Champagne Bollinger R.D. 1996 : il est un peu plus doré que le 1997. Le nez est un peu moins tendu,, plus charmeur mais intense. Le vin est noble et joue plus sur son charme. Il y a beaucoup de citron et de fruits blancs. Il y a de la légèreté. On est plus dans le fruit et les fleurs que le 1997 qui est dans les brioches et viennoiseries. Le final est moins long que celui du 1997. Le 1996 est beaucoup plus complexe que le 1997 mais le 1997 semble dans un état de grâce que n’a pas ce 1996. Le final est poivré. Le vin devient de plus en plus grand, plus féminin que le 1997.

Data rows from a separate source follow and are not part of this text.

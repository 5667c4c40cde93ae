use crate::error::{SolveError, SolveResult};
use crate::model::QueueMetrics;

/// Compute steady-state metrics for a single-server Markovian queue.
///
/// `lambda` is the mean arrival rate, `mu` the mean service rate, both
/// strictly positive and finite (caller-enforced). `n_max` bounds the
/// occupancy series: the result carries `P(0)..=P(n_max)`.
///
/// Returns [`SolveError::Unstable`] when `lambda >= mu`, since the queue
/// then grows without bound.
pub fn solve_mm1(lambda: f64, mu: f64, n_max: u32) -> SolveResult<QueueMetrics> {
    debug_assert!(lambda.is_finite() && lambda > 0.0);
    debug_assert!(mu.is_finite() && mu > 0.0);

    if lambda >= mu {
        return Err(SolveError::Unstable {
            offered: lambda,
            capacity: mu,
        });
    }

    let rho = lambda / mu;
    let p_empty = 1.0 - rho;
    let mean_in_system = rho / (1.0 - rho);

    // Geometric occupancy: P(k) = (1 - ρ)·ρᵏ.
    let occupancy = (0..=n_max)
        .scan(p_empty, |p, _| {
            let current = *p;
            *p *= rho;
            Some(current)
        })
        .collect();

    Ok(QueueMetrics {
        utilization: rho,
        mean_in_system,
        mean_in_queue: mean_in_system - rho,
        mean_time_in_system: 1.0 / (mu - lambda),
        mean_time_in_queue: rho / (mu - lambda),
        mean_busy_servers: None,
        p_empty,
        occupancy,
    })
}
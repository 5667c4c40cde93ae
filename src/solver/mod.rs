//! Closed-form steady-state solvers for Markovian queues.
//!
//! Both solvers are pure: no I/O, no shared state, deterministic for a given
//! input. Concurrent callers need no synchronization.

mod mm1;
mod mmc;

pub use mm1::solve_mm1;
pub use mmc::solve_mmc;
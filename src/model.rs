use clap::ValueEnum;
use serde::{Deserialize, Serialize};

#[derive(Debug, Clone, Copy, PartialEq, Eq, Serialize, Deserialize, ValueEnum)]
#[serde(rename_all = "lowercase")]
pub enum QueueModel {
    /// Single-server Markovian queue
    Mm1,
    /// Multi-server Markovian queue (Erlang-C)
    Mmc,
}

impl QueueModel {
    /// Conventional Kendall notation for display.
    pub fn notation(self) -> &'static str {
        match self {
            QueueModel::Mm1 => "M/M/1",
            QueueModel::Mmc => "M/M/c",
        }
    }
}

/// Time unit the caller's rates are expressed in. Labels only; the
/// calculators are unit-agnostic.
#[derive(Debug, Clone, Copy, PartialEq, Eq, Serialize, Deserialize, ValueEnum)]
#[serde(rename_all = "lowercase")]
pub enum TimeUnit {
    Hours,
    Minutes,
}

impl TimeUnit {
    pub fn singular(self) -> &'static str {
        match self {
            TimeUnit::Hours => "hour",
            TimeUnit::Minutes => "minute",
        }
    }

    pub fn plural(self) -> &'static str {
        match self {
            TimeUnit::Hours => "hours",
            TimeUnit::Minutes => "minutes",
        }
    }
}

/// Steady-state metrics for a stable queue.
///
/// `occupancy[k]` is the stationary probability of exactly `k` customers in
/// the system, for `k = 0..=n_max`. The partial series always sums to at
/// most 1.
#[derive(Debug, Clone, PartialEq, Serialize, Deserialize)]
pub struct QueueMetrics {
    /// Utilization ρ, in [0, 1).
    pub utilization: f64,
    /// Expected number of customers in the system (Ls).
    pub mean_in_system: f64,
    /// Expected number of customers waiting in the queue (Lq).
    pub mean_in_queue: f64,
    /// Expected time a customer spends in the system (Ws).
    pub mean_time_in_system: f64,
    /// Expected time a customer spends waiting (Wq).
    pub mean_time_in_queue: f64,
    /// Mean number of busy servers (c̄ = λ/μ). Multi-server model only.
    #[serde(default)]
    pub mean_busy_servers: Option<f64>,
    /// Probability the system is empty (P0).
    pub p_empty: f64,
    /// Stationary occupancy probabilities P(0)..=P(n_max).
    pub occupancy: Vec<f64>,
}

/// A solved run: the inputs together with the metrics they produced.
/// This is what the JSON output mode serializes.
#[derive(Debug, Clone, PartialEq, Serialize, Deserialize)]
pub struct QueueReport {
    pub model: QueueModel,
    pub unit: TimeUnit,
    pub arrival_rate: f64,
    pub service_rate: f64,
    #[serde(default)]
    pub servers: Option<u32>,
    pub n_max: u32,
    pub metrics: QueueMetrics,
}
//! The encrypt/decrypt pipeline and its two façades.
//!
//! [`Core`] holds the resolved configuration and runs every synchronous step:
//! cipher, MAC, envelope and decode policy. The façades differ only in how
//! they obtain an IV, which checks they run before deciphering, and how
//! failures reach the caller:
//!
//! - [`Encryptor`] (async): configuration errors are held until the first
//!   call, IV randomness is gathered off the runtime, the caller chooses
//!   whether to (un)serialize.
//! - [`SyncEncryptor`]: configuration errors fail construction, payloads are
//!   structurally validated and authenticated before deciphering, and
//!   decrypted text is unserialized only when it looks serialized.

pub mod blocking;
pub mod deferred;

pub use blocking::SyncEncryptor;
pub use deferred::Encryptor;

use std::sync::Arc;

use serde_json::Value;
use tracing::{debug, warn};

use crate::crypto::{cipher, mac, Algorithm, IvDeriver, RandomSource, SecretKey};
use crate::envelope;
use crate::error::EncryptorError;
use crate::options::Options;
use crate::serialize::{DecodePolicy, Serializer};

/// Checks applied to a payload before it reaches the cipher.
#[derive(Debug, Clone, Copy, PartialEq, Eq)]
pub(crate) struct Checks {
    /// IV must decode to exactly one block.
    pub structure: bool,
    pub mac: bool,
}

impl Checks {
    pub const STRICT: Checks = Checks {
        structure: true,
        mac: true,
    };
    pub const MAC_ONLY: Checks = Checks {
        structure: false,
        mac: true,
    };
    pub const NONE: Checks = Checks {
        structure: false,
        mac: false,
    };
}

/// Resolved, immutable state shared by every call on an encryptor.
pub(crate) struct Core {
    secret: SecretKey,
    algorithm: Algorithm,
    ivs: IvDeriver,
    serializer: Arc<dyn Serializer>,
    random: Arc<dyn RandomSource>,
}

impl Core {
    pub fn new(options: &Options, random: Arc<dyn RandomSource>) -> Result<Self, EncryptorError> {
        let algorithm = options.algorithm()?;
        let secret = options.secret()?;
        Ok(Self {
            secret,
            algorithm,
            ivs: IvDeriver::new(options.random_bytes),
            serializer: options.serialize_mode.serializer(),
            random,
        })
    }

    pub fn algorithm(&self) -> Algorithm {
        self.algorithm
    }

    pub fn ivs(&self) -> IvDeriver {
        self.ivs
    }

    pub fn serializer(&self) -> &dyn Serializer {
        self.serializer.as_ref()
    }

    pub fn random(&self) -> Arc<dyn RandomSource> {
        Arc::clone(&self.random)
    }

    /// Encrypt `plaintext` under `iv` and return the outer-encoded envelope.
    pub fn seal(&self, iv: &[u8], plaintext: &str) -> Result<String, EncryptorError> {
        let key = self.secret.as_bytes();
        let ciphertext = cipher::encrypt(self.algorithm, key, iv, plaintext.as_bytes())?;
        let envelope = envelope::encode(key, iv, &ciphertext)?;
        debug!(
            algorithm = %self.algorithm,
            ciphertext_len = ciphertext.len(),
            "payload sealed"
        );
        envelope::serialize_outer(&envelope)
    }

    /// Decode, check, decipher and apply `policy` to an outer payload.
    ///
    /// Steps run strictly in order: decode, structure check, MAC check,
    /// decipher, decode policy. The first failure ends the call.
    pub fn open(
        &self,
        payload: &str,
        checks: Checks,
        policy: DecodePolicy,
    ) -> Result<Value, EncryptorError> {
        let decoded = if checks.structure {
            envelope::parse_outer(payload)
        } else {
            envelope::decode_outer(payload)
        };
        let envelope = decoded.map_err(|e| {
            warn!(error = %e, "rejected malformed payload");
            e
        })?;

        let key = self.secret.as_bytes();
        if checks.mac && !mac::verify(key, &envelope.iv, &envelope.value, &envelope.mac) {
            warn!("rejected payload with invalid MAC");
            return Err(EncryptorError::Authentication);
        }

        let iv = envelope::iv_bytes(&envelope)?;
        let ciphertext = envelope::ciphertext_bytes(&envelope)?;
        let plaintext = cipher::decrypt(self.algorithm, key, &iv, &ciphertext)?;
        debug!(algorithm = %self.algorithm, ?policy, "payload opened");

        let text = String::from_utf8_lossy(&plaintext).into_owned();
        Ok(policy.apply(self.serializer(), text)?)
    }
}

impl std::fmt::Debug for Core {
    fn fmt(&self, f: &mut std::fmt::Formatter<'_>) -> std::fmt::Result {
        f.debug_struct("Core")
            .field("secret", &self.secret)
            .field("algorithm", &self.algorithm)
            .field("ivs", &self.ivs)
            .field("serializer", &self.serializer)
            .finish_non_exhaustive()
    }
}

/// Text to encrypt when the caller turned serialization off.
///
/// Strings pass through; numbers and booleans use their display form.
/// Structured values and `null` cannot be encrypted without serializing.
pub(crate) fn plain_text(data: &Value) -> Result<String, EncryptorError> {
    match data {
        Value::String(s) => Ok(s.clone()),
        Value::Number(n) => Ok(n.to_string()),
        Value::Bool(b) => Ok(b.to_string()),
        Value::Null | Value::Array(_) | Value::Object(_) => Err(EncryptorError::Serialization(
            "structured values must be serialized before encryption".into(),
        )),
    }
}

/// Normalise input for the blocking façade.
///
/// Arrays and objects always go through the serializer; scalars are
/// stringified. Empty input (`null`, `false`, `0`, `""`) is rejected.
pub(crate) fn prepare_data(
    serializer: &dyn Serializer,
    data: &Value,
) -> Result<String, EncryptorError> {
    if is_empty_input(data) {
        return Err(EncryptorError::MissingData);
    }
    match data {
        Value::Array(_) | Value::Object(_) => Ok(serializer.serialize(data)?),
        scalar => plain_text(scalar),
    }
}

fn is_empty_input(data: &Value) -> bool {
    match data {
        Value::Null => true,
        Value::Bool(b) => !b,
        Value::Number(n) => n.as_f64() == Some(0.0),
        Value::String(s) => s.is_empty(),
        Value::Array(_) | Value::Object(_) => false,
    }
}

#[cfg(test)]
mod tests {
    use super::*;
    use crate::crypto::OsRandom;
    use crate::serialize::PhpSerializer;
    use serde_json::json;

    const KEY: &str = "LQUcxdgHIEiBAixaJ8BInmXRHdKLOacDXMEBLU0Ci/o=";

    fn core() -> Core {
        Core::new(&Options::new(KEY), Arc::new(OsRandom)).unwrap()
    }

    #[test]
    fn seal_then_open_strict() {
        let core = core();
        let payload = core.seal(b"0001020304050607", "hello").unwrap();
        let value = core
            .open(&payload, Checks::STRICT, DecodePolicy::Explicit(false))
            .unwrap();
        assert_eq!(value, json!("hello"));
    }

    #[test]
    fn checks_none_skips_mac() {
        let core = core();
        let payload = core.seal(b"0001020304050607", "hello").unwrap();
        let mut env = envelope::decode_outer(&payload).unwrap();
        env.mac = "0".repeat(64);
        let tampered = envelope::serialize_outer(&env).unwrap();

        assert_eq!(
            core.open(&tampered, Checks::STRICT, DecodePolicy::Explicit(false)),
            Err(EncryptorError::Authentication)
        );
        assert_eq!(
            core.open(&tampered, Checks::NONE, DecodePolicy::Explicit(false))
                .unwrap(),
            json!("hello")
        );
    }

    #[test]
    fn plain_text_stringifies_scalars() {
        assert_eq!(plain_text(&json!("a")).unwrap(), "a");
        assert_eq!(plain_text(&json!(1)).unwrap(), "1");
        assert_eq!(plain_text(&json!(2.5)).unwrap(), "2.5");
        assert_eq!(plain_text(&json!(true)).unwrap(), "true");
        assert!(plain_text(&json!({"a": 1})).is_err());
    }

    #[test]
    fn prepare_data_serializes_structures_only() {
        let php = PhpSerializer;
        assert_eq!(
            prepare_data(&php, &json!({"foo": "bar"})).unwrap(),
            r#"a:1:{s:3:"foo";s:3:"bar";}"#
        );
        assert_eq!(prepare_data(&php, &json!("text")).unwrap(), "text");
        assert_eq!(prepare_data(&php, &json!(1)).unwrap(), "1");
    }

    #[test]
    fn prepare_data_rejects_empty_input() {
        let php = PhpSerializer;
        for empty in [json!(null), json!(false), json!(0), json!(""), json!(0.0)] {
            assert_eq!(
                prepare_data(&php, &empty),
                Err(EncryptorError::MissingData),
                "{empty}"
            );
        }
    }

    #[test]
    fn debug_never_shows_key() {
        let shown = format!("{:?}", core());
        assert!(shown.contains("REDACTED"));
    }
}
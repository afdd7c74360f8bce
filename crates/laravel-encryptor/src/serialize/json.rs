//! JSON bridge.

use serde_json::Value;

use super::{SerializeError, Serializer};

/// Serializes values as JSON text.
///
/// Only text opening with `{`, `[` or `"` counts as serialized, so bare
/// numerals and words decrypt as plain strings under auto-detection.
#[derive(Debug, Clone, Copy, Default)]
pub struct JsonSerializer;

impl Serializer for JsonSerializer {
    fn serialize(&self, value: &Value) -> Result<String, SerializeError> {
        Ok(serde_json::to_string(value)?)
    }

    fn unserialize(&self, data: &str) -> Result<Value, SerializeError> {
        Ok(serde_json::from_str(data)?)
    }

    fn detect(&self, data: &str) -> Option<Value> {
        let trimmed = data.trim_start();
        if !matches!(trimmed.as_bytes().first(), Some(b'{' | b'[' | b'"')) {
            return None;
        }
        serde_json::from_str(trimmed).ok()
    }
}

#[cfg(test)]
mod tests {
    use super::*;
    use serde_json::json;

    #[test]
    fn object_round_trip() {
        let value = json!({"foo": "bar", "n": [1, 2]});
        let text = JsonSerializer.serialize(&value).unwrap();
        assert_eq!(JsonSerializer.unserialize(&text).unwrap(), value);
    }

    #[test]
    fn detection() {
        assert!(JsonSerializer.is_serialized(r#"{"foo":"bar"}"#));
        assert!(JsonSerializer.is_serialized(r#""quoted""#));
        assert!(!JsonSerializer.is_serialized("1"));
        assert!(!JsonSerializer.is_serialized("resistance is futile"));
        assert!(!JsonSerializer.is_serialized("{broken"));
    }
}
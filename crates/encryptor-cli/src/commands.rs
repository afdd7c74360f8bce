//! Command implementations. Each returns the text to print on stdout.

use anyhow::{Context, Result};
use laravel_encryptor::{Encryptor, Options, SyncEncryptor};
use serde_json::Value;
use tracing::info;

use crate::cli::{Commands, DecryptArgs, EncryptArgs, GenerateKeyArgs};
use crate::config::Config;

pub async fn run(command: Commands, cfg: &Config) -> Result<String> {
    match command {
        Commands::Encrypt(args) => encrypt(args, cfg.encryptor_options()?).await,
        Commands::Decrypt(args) => decrypt(args, cfg.encryptor_options()?).await,
        Commands::GenerateKey(args) => generate_key(args).await,
    }
}

async fn encrypt(args: EncryptArgs, options: Options) -> Result<String> {
    let value = if args.json {
        serde_json::from_str(&args.value).context("VALUE is not valid JSON")?
    } else {
        Value::String(args.value)
    };

    let payload = if args.sync {
        SyncEncryptor::new(options)?.encrypt(&value)?
    } else {
        Encryptor::new(options)
            .encrypt_with(&value, !args.raw)
            .await?
    };
    info!(sync = args.sync, "value encrypted");
    Ok(payload)
}

async fn decrypt(args: DecryptArgs, options: Options) -> Result<String> {
    let value = if args.sync {
        SyncEncryptor::new(options)?.decrypt(&args.payload)?
    } else {
        Encryptor::new(options)
            .decrypt_with(&args.payload, !args.raw)
            .await?
    };
    info!(sync = args.sync, "payload decrypted");
    render(&value)
}

async fn generate_key(args: GenerateKeyArgs) -> Result<String> {
    Ok(Encryptor::generate_key(args.bytes).await?)
}

/// Strings print verbatim; anything else prints as JSON.
fn render(value: &Value) -> Result<String> {
    match value {
        Value::String(s) => Ok(s.clone()),
        other => serde_json::to_string(other).context("failed to render decrypted value"),
    }
}
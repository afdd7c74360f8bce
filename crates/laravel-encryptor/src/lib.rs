//! Laravel-compatible payload encryption.
//!
//! Produces and consumes the `base64(json({iv, value, mac}))` payloads that
//! Laravel's `Crypt` facade exchanges, so data encrypted here can be
//! decrypted there and the other way round.
//!
//! Two façades share one pipeline:
//!
//! - [`Encryptor`]: async, reports every failure (configuration included)
//!   through the returned future, explicit serialize/unserialize flags.
//! - [`SyncEncryptor`]: blocking, fails construction on bad configuration,
//!   validates and authenticates payloads before deciphering, auto-detects
//!   serialized plaintext.
//!
//! ```no_run
//! use laravel_encryptor::{Options, SyncEncryptor};
//! use serde_json::json;
//!
//! let enc = SyncEncryptor::new(Options::new("LQUcxdgHIEiBAixaJ8BInmXRHdKLOacDXMEBLU0Ci/o="))?;
//! let payload = enc.encrypt(&json!({"foo": "bar"}))?;
//! assert_eq!(enc.decrypt(&payload)?, json!({"foo": "bar"}));
//! # Ok::<(), laravel_encryptor::EncryptorError>(())
//! ```

pub mod crypto;
pub mod encryptor;
pub mod envelope;
pub mod error;
pub mod options;
pub mod serialize;

pub use common::{EncryptorError, Envelope};
pub use crypto::random::{generate_key, generate_random_key, DEFAULT_KEY_BYTES};
pub use crypto::{Algorithm, OsRandom, RandomError, RandomSource};
pub use encryptor::{Encryptor, SyncEncryptor};
pub use options::{MacPolicy, Options};
pub use serialize::{JsonSerializer, PhpSerializer, SerializeMode, Serializer};
//! Conversions from collaborator errors into [`EncryptorError`] kinds.
//!
//! Every collaborator boundary goes through `?`, so these impls are the one
//! place foreign failures are classified. An `EncryptorError` is never
//! re-wrapped.

pub use common::EncryptorError;

use crate::crypto::{CipherError, MacError, RandomError};
use crate::serialize::SerializeError;

impl From<CipherError> for EncryptorError {
    fn from(e: CipherError) -> Self {
        EncryptorError::Cipher(e.to_string())
    }
}

impl From<RandomError> for EncryptorError {
    fn from(e: RandomError) -> Self {
        EncryptorError::Cipher(e.to_string())
    }
}

// Only reached while sealing. Verification maps MAC failures to
// `Authentication` itself.
impl From<MacError> for EncryptorError {
    fn from(e: MacError) -> Self {
        EncryptorError::Cipher(e.to_string())
    }
}

impl From<SerializeError> for EncryptorError {
    fn from(e: SerializeError) -> Self {
        EncryptorError::Serialization(e.to_string())
    }
}
//! Error kinds and wire protocol types shared across `laravel-encryptor` crates.

pub mod error;
pub mod protocol;

pub use error::EncryptorError;
pub use protocol::Envelope;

Champagne Bollinger R.D. 1995 : la couleur est belle, d’un or qui n’a aucun signe d’âge. Le nez est extrêmement discret, délicat et raffiné. L’attaque est belle, et ce 1995 est un R.D. classique. Il y a une légère amertume. Il évoque la groseille à maquereau, la groseille, les fruits blancs et jaunes, avec du poivre et une légère astringence. C’est le plus strict des trois mais il doit bien s’éveiller sur des plats qui le provoquent. Il s’épanouit dans le verre et son final est racé.
Champagne Bollinger R.D. 1990 : la couleur est un peu plus dorée, la bulle est fine. Le nez est minéral et explose de champignons comme la morille. Le goût est très toasté, beurre, croissant, fumé. Mais le champignon est beaucoup trop envahissant dans le goût et dans le final, ce qui limite le plaisir.
A ce stade, mon classement est : 97, 96, 95, 90, le 96 étant le plus complexe et le plus prometteur, mais le 97 étant d’un bel épanouissement à ce stade de sa vie.
Champagne Bollinger R.D. 1988 : son parfum, c’est l’état de grâce. C’est le nez parfait. La couleur est très jeune, sans signe d’âge. En bouche, on a le croissant, le beurre, les fruits confits. C’est un champagne parfait car en lui tout est équilibré. J’adore ce champagne épanoui et plein de charme au final glorieux. J’écris sur mon cahier de dégustation : « ça c’est du champagne ». Il est gourmand, plaisant. On ne se pose pas de question, on en jouit. L’acidité est parfaitement intégrée et la trace en bouche est parfaite.
Champagne Bollinger R.D. 1985 : le nez est d’une rare élégance, féminin. La couleur est très jeune. En bouche, quelle élégance ! On sent du fumé et un léger champignon comme avec le 1990, un peu de torréfaction et de café. Il est moins glorieux que le 88, mais il est bon.
Je classe à ce stade : 88, 97, 96, 85, 95, 90.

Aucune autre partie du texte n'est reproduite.